Bukan cuma saham dan surat utang saja yang dilepas oleh asing, instrumen tenor pendek yaitu Sekuritas Rupiah Bank Indonesia (SRBI) juga makin ditinggalkan oleh asing.
Berdasarkan data terakhir yang dirilis BI pertengahan bulan lalu, porsi penguasaan asing di SRBI sudah berkurang sekitar Rp4 triliun yaitu tinggal 25% dari tadinya lebih dari 27% dari total outstanding SRBI di pasar sekunder.
Prospek Desember
Kini, mengawali bulan Desember, lagi-lagi rupiah tersandung Trump.
Bila menilik periode kekuasaan Trump pertama pada 2017-2021, selama itu kinerja dolar AS sebenarnya hampir selalu negatif setiap bulan Desember. Sebaliknya, rupiah membukukan kinerja menguat pada periode tersebut di bulan terakhir saban tahun. Terkecuali pada Desember 2016 atau bulan Desember pertama pasca kemenangan Trump di Pilpres 2016 silam.
Akankah bulan Desember 2024 juga akan memberikan cerita manis bagi rupiah? Menurut analisis Bahana Sekuritas, pemerintahan Trump sejatinya membutuhkan dolar AS yang lebih lemah.
"Dolar yang kuat bisa menggagalkan agenda industri Trump. Maka itu, hanya soal waktu sebelum calon Menteri Keuangan [saat ini sudah ditunjuk] mengambil tindakan terhadap permasalahan indeks dolar AS yang kuat," kata Satria Sambijantoro, Head of Research Bahana Sekuritas dalam catatan yang dilansir sebelum penunjukan Scott Bessent sebagai Menkeu oleh Trump.
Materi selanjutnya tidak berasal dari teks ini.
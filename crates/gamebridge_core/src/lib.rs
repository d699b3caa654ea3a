//! # gamebridge core
//!
//! Domain services for the gamebridge server-sync backend.
//!
//! This crate provides:
//! - [`CommandQueue`]: pull-based command delivery with acknowledgement
//! - [`BanLedger`]: ban lifecycle, audit trail and incremental change feed
//! - [`PresenceReconciler`]: online/offline state from noisy reports
//! - [`MetricsIngestor`]: sanitized telemetry snapshots and history
//! - [`PlayerStats`]: accumulated per-player statistics
//! - [`AuditLog`]: best-effort admin audit trail
//!
//! Services are wired together by [`Bridge`], the composition root that
//! owns the store handle and the invalidation bus and passes both by
//! handle into every service. Each successful ingest-style mutation
//! publishes an invalidation naming the affected domains (`players`,
//! `bans`, `stats`) so live observers can re-fetch.
//!
//! # Example
//!
//! ```rust
//! use gamebridge_core::{Bridge, Config};
//!
//! let bridge = Bridge::in_memory(Config::default()).unwrap();
//! let id = bridge.commands().enqueue("srv1", "RELOAD", None).unwrap();
//! let batch = bridge.commands().poll_open("srv1", 0, None).unwrap();
//! assert_eq!(batch.commands[0].id, id);
//! ```

#![deny(unsafe_code)]
#![warn(missing_docs)]

mod audit;
mod bans;
pub mod clock;
mod commands;
mod config;
mod error;
mod metrics;
mod players;
mod presence;
mod stats;

pub use audit::AuditLog;
pub use bans::{
    ActorType, BanChange, BanChangePage, BanEventType, BanLedger, BanReport, DEFAULT_REASON,
};
pub use commands::{CommandBatch, CommandQueue, OpenCommand};
pub use config::Config;
pub use error::{CoreError, CoreResult};
pub use metrics::{MetricPoint, MetricsIngestor, MetricsSample, MetricsSnapshot};
pub use players::UNKNOWN_NAME;
pub use presence::{PresenceEntry, PresenceReconciler};
pub use stats::{PlayerStats, StatDelta};

use gamebridge_live::LiveBus;
use gamebridge_store::Db;
use std::sync::Arc;

/// The composition root wiring every service to one store handle and one
/// invalidation bus.
pub struct Bridge {
    db: Arc<Db>,
    bus: Arc<LiveBus>,
    config: Config,
    commands: CommandQueue,
    bans: BanLedger,
    presence: PresenceReconciler,
    metrics: MetricsIngestor,
    stats: PlayerStats,
    audit: AuditLog,
}

impl Bridge {
    /// Wires the services around an existing store handle and bus.
    pub fn new(db: Arc<Db>, bus: Arc<LiveBus>, config: Config) -> Self {
        Self {
            commands: CommandQueue::new(Arc::clone(&db), config.clone()),
            bans: BanLedger::new(Arc::clone(&db), Arc::clone(&bus), config.clone()),
            presence: PresenceReconciler::new(Arc::clone(&db), Arc::clone(&bus)),
            metrics: MetricsIngestor::new(Arc::clone(&db), Arc::clone(&bus), config.clone()),
            stats: PlayerStats::new(Arc::clone(&db), Arc::clone(&bus)),
            audit: AuditLog::new(Arc::clone(&db)),
            db,
            bus,
            config,
        }
    }

    /// Convenience constructor over a fresh in-memory store.
    pub fn in_memory(config: Config) -> CoreResult<Self> {
        let db = Arc::new(Db::open_in_memory()?);
        Ok(Self::new(db, Arc::new(LiveBus::new()), config))
    }

    /// The store handle.
    pub fn db(&self) -> &Arc<Db> {
        &self.db
    }

    /// The invalidation bus.
    pub fn bus(&self) -> &Arc<LiveBus> {
        &self.bus
    }

    /// The service configuration.
    pub fn config(&self) -> &Config {
        &self.config
    }

    /// The command queue service.
    pub fn commands(&self) -> &CommandQueue {
        &self.commands
    }

    /// The ban ledger service.
    pub fn bans(&self) -> &BanLedger {
        &self.bans
    }

    /// The presence reconciler service.
    pub fn presence(&self) -> &PresenceReconciler {
        &self.presence
    }

    /// The telemetry ingestor service.
    pub fn metrics(&self) -> &MetricsIngestor {
        &self.metrics
    }

    /// The stats accumulation service.
    pub fn stats(&self) -> &PlayerStats {
        &self.stats
    }

    /// The audit log service.
    pub fn audit(&self) -> &AuditLog {
        &self.audit
    }
}
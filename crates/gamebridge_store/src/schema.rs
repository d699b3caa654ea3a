//! Diesel schema for the gamebridge tables.
//!
//! Column order here must match the `Queryable` row structs in
//! [`crate::models`].

diesel::table! {
    /// Game players, created on first report from any source. Never deleted.
    players (xuid) {
        xuid -> Text,
        last_name -> Text,
        first_seen_at -> BigInt,
        last_seen_at -> BigInt,
        online -> Bool,
        online_updated_at -> BigInt,
        last_ip -> Nullable<Text>,
        last_hwid -> Nullable<Text>,
    }
}

diesel::table! {
    /// Ban ledger. Activeness is derived from `revoked_at`/`expires_at`,
    /// never stored.
    bans (ban_id) {
        ban_id -> BigInt,
        xuid -> Text,
        reason -> Text,
        created_at -> BigInt,
        expires_at -> Nullable<BigInt>,
        revoked_at -> Nullable<BigInt>,
        updated_at -> BigInt,
        actor_type -> Text,
        actor_username -> Nullable<Text>,
        actor_server_key -> Nullable<Text>,
    }
}

diesel::table! {
    /// Denormalized enforcement targets for a ban (XUID always, IP/HWID
    /// when supplied).
    ban_targets (id) {
        id -> BigInt,
        ban_id -> BigInt,
        target_type -> Text,
        target_value -> Text,
    }
}

diesel::table! {
    /// Append-only ban audit trail. Rows are never updated or deleted.
    ban_events (id) {
        id -> BigInt,
        ban_id -> BigInt,
        event_type -> Text,
        actor_type -> Text,
        actor_username -> Nullable<Text>,
        actor_server_key -> Nullable<Text>,
        details -> Nullable<Text>,
        created_at -> BigInt,
    }
}

diesel::table! {
    /// Pull-delivered administrative commands. `acknowledged_at` is set
    /// exactly once; rows are never deleted.
    server_commands (id) {
        id -> BigInt,
        server_key -> Text,
        cmd_type -> Text,
        payload_json -> Nullable<Text>,
        created_at -> BigInt,
        acknowledged_at -> Nullable<BigInt>,
    }
}

diesel::table! {
    /// Latest telemetry snapshot, one mutable row per server key.
    server_metrics_latest (server_key) {
        server_key -> Text,
        updated_at -> BigInt,
        ram_used_mb -> Nullable<Integer>,
        ram_max_mb -> Nullable<Integer>,
        cpu_load -> Nullable<Double>,
        players_online -> Nullable<Integer>,
        players_max -> Nullable<Integer>,
        tps -> Nullable<Double>,
        rx_kbps -> Nullable<Double>,
        tx_kbps -> Nullable<Double>,
    }
}

diesel::table! {
    /// Append-only telemetry history for charting.
    server_metrics (id) {
        id -> BigInt,
        server_key -> Text,
        created_at -> BigInt,
        ram_used_mb -> Nullable<Integer>,
        ram_max_mb -> Nullable<Integer>,
        cpu_load -> Nullable<Double>,
        players_online -> Nullable<Integer>,
        players_max -> Nullable<Integer>,
        tps -> Nullable<Double>,
        rx_kbps -> Nullable<Double>,
        tx_kbps -> Nullable<Double>,
    }
}

diesel::table! {
    /// Accumulated per-player statistics (playtime, kills, deaths).
    player_stats (xuid) {
        xuid -> Text,
        playtime_seconds -> BigInt,
        kills -> BigInt,
        deaths -> BigInt,
        updated_at -> BigInt,
    }
}

diesel::table! {
    /// Best-effort admin audit log.
    audit_log (id) {
        id -> BigInt,
        actor_username -> Nullable<Text>,
        action_key -> Text,
        details -> Nullable<Text>,
        created_at -> BigInt,
    }
}

diesel::allow_tables_to_appear_in_same_query!(players, bans, ban_targets, ban_events, player_stats);
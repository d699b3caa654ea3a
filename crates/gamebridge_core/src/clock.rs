//! Timestamp helpers.
//!
//! The store keeps epoch milliseconds; ISO-8601 appears only on the wire.

use chrono::{DateTime, SecondsFormat, Utc};

/// Current time as epoch milliseconds.
pub fn now_ms() -> i64 {
    Utc::now().timestamp_millis()
}

/// Formats epoch milliseconds as an ISO-8601 UTC string with millisecond
/// precision, e.g. `2024-05-01T12:34:56.789Z`.
pub fn to_iso(ms: i64) -> String {
    DateTime::<Utc>::from_timestamp_millis(ms)
        .unwrap_or(DateTime::UNIX_EPOCH)
        .to_rfc3339_opts(SecondsFormat::Millis, true)
}

/// Parses an ISO-8601 cursor into epoch milliseconds.
///
/// Malformed input degrades to the epoch so that an agent with a corrupt
/// or missing cursor recovers by requesting the full backlog.
pub fn parse_iso_or_epoch(iso: &str) -> i64 {
    DateTime::parse_from_rfc3339(iso.trim())
        .map(|dt| dt.timestamp_millis())
        .unwrap_or(0)
}

#[cfg(test)]
mod tests {
    use super::*;

    #[test]
    fn iso_round_trip() {
        let ms = 1_714_567_890_123;
        let iso = to_iso(ms);
        assert!(iso.ends_with('Z'));
        assert_eq!(parse_iso_or_epoch(&iso), ms);
    }

    #[test]
    fn malformed_cursor_degrades_to_epoch() {
        assert_eq!(parse_iso_or_epoch("not-a-date"), 0);
        assert_eq!(parse_iso_or_epoch(""), 0);
    }

    #[test]
    fn epoch_formats() {
        assert_eq!(to_iso(0), "1970-01-01T00:00:00.000Z");
    }

    #[test]
    fn offset_input_normalizes_to_utc_millis() {
        let ms = parse_iso_or_epoch("1970-01-01T01:00:00+01:00");
        assert_eq!(ms, 0);
    }
}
Ketika Trump pertama menang Pemilu 2016, gerak dolar AS juga mirip dengan saat ini di mana the greenback melonjak kuat di awal yakni selama November-Desember 2016, namun kemudian ia akan melemah. "Setelah Trump dilantik pada Januari 2017, dolar melemah selama enam bulan beruntun yaitu sejak Maret-Agustus 2017," kata Satria.
Bila catatan itu berulang, maka pelemahan rupiah pada Desember sepertinya akan terjadi dan peluang penguatan mata uang Indonesia mungkin baru terbuka pada tahun depan.
Dalam Banker's Dinner pada Jumat pekan lalu, Gubernur BI Perry Warjiyo, mengatakan, strong dolar AS menjadi salah satu faktor yang akan mempengaruhi prospek ekonomi 2025 dan 2026 yang cenderung redup.
"Prospek ekonomi global akan meredup pada 2025 dan 2026. Ketidakpastian semakin tinggi dengan lima karakteristik, yakni slower and divergent growth, reemergence inflation pressure, lalu higher US interest rate, strong dollar dan Invest in America," kata Perry.
Pada penutupan pasar Asia di Senin pertama bulan Desember ini, indeks dolar AS ditutup menguat 106,4 sementara yield Treasury di semua tenor merangkak naik. UST-10Y ada di 4,19% atau naik 3,1 bps. Sementara tenor pendek 2Y ada di 4,18%, naik 3,5 bps.